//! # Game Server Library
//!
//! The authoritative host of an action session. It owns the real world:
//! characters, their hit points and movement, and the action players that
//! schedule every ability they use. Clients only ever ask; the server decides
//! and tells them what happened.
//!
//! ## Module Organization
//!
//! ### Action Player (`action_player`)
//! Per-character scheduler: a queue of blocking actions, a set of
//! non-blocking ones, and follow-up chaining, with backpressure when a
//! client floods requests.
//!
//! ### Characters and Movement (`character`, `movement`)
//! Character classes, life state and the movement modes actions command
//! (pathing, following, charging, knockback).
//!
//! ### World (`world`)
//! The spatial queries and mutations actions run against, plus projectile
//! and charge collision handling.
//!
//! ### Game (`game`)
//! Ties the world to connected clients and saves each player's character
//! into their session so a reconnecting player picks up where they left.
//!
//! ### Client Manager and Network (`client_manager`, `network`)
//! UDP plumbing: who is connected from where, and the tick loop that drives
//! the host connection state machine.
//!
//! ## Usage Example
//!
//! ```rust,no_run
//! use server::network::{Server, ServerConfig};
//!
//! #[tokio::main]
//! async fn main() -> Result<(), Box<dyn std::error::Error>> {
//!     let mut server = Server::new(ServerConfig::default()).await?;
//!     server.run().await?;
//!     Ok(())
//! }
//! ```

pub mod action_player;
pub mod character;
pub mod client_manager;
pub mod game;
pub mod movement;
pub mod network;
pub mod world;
···
**Activity:** Each record above should be output again exactly.

**Answer to the problem:**
//! # Game Server Library
//!
//! The authoritative host of an action session. It owns the real world:
//! characters, their hit points and movement, and the action players that
//! schedule every ability they use. Clients only ever ask; the server decides
//! and tells them what happened.
//!
//! ## Module Organization
//!
//! ### Action Player (`action_player`)
//! Per-character scheduler: a queue of blocking actions, a set of
//! non-blocking ones, and follow-up chaining, with backpressure when a
//! client floods requests.
//!
//! ### Characters and Movement (`character`, `movement`)
//! Character classes, life state and the movement modes actions command
//! (pathing, following, charging, knockback).
//!
//! ### World (`world`)
//! The spatial queries and mutations actions run against, plus projectile
//! and charge collision handling.
//!
//! ### Game (`game`)
//! Ties the world to connected clients and saves each player's character
//! into their session so a reconnecting player picks up where they left.
//!
//! ### Client Manager and Network (`client_manager`, `network`)
//! UDP plumbing: who is connected from where, and the tick loop that drives
//! the host connection state machine.
//!
//! ## Usage Example
//!
//! ```rust,no_run
//! use server::network::{Server, ServerConfig};
//!
//! #[tokio::main]
//! async fn main() -> Result<(), Box<dyn std::error::Error>> {
//!     let mut server = Server::new(ServerConfig::default()).await?;
//!     server.run().await?;
//!     Ok(())
//! }
//! ```

pub mod action_player;
pub mod character;
pub mod client_manager;
pub mod game;
pub mod movement;
pub mod network;
pub mod world;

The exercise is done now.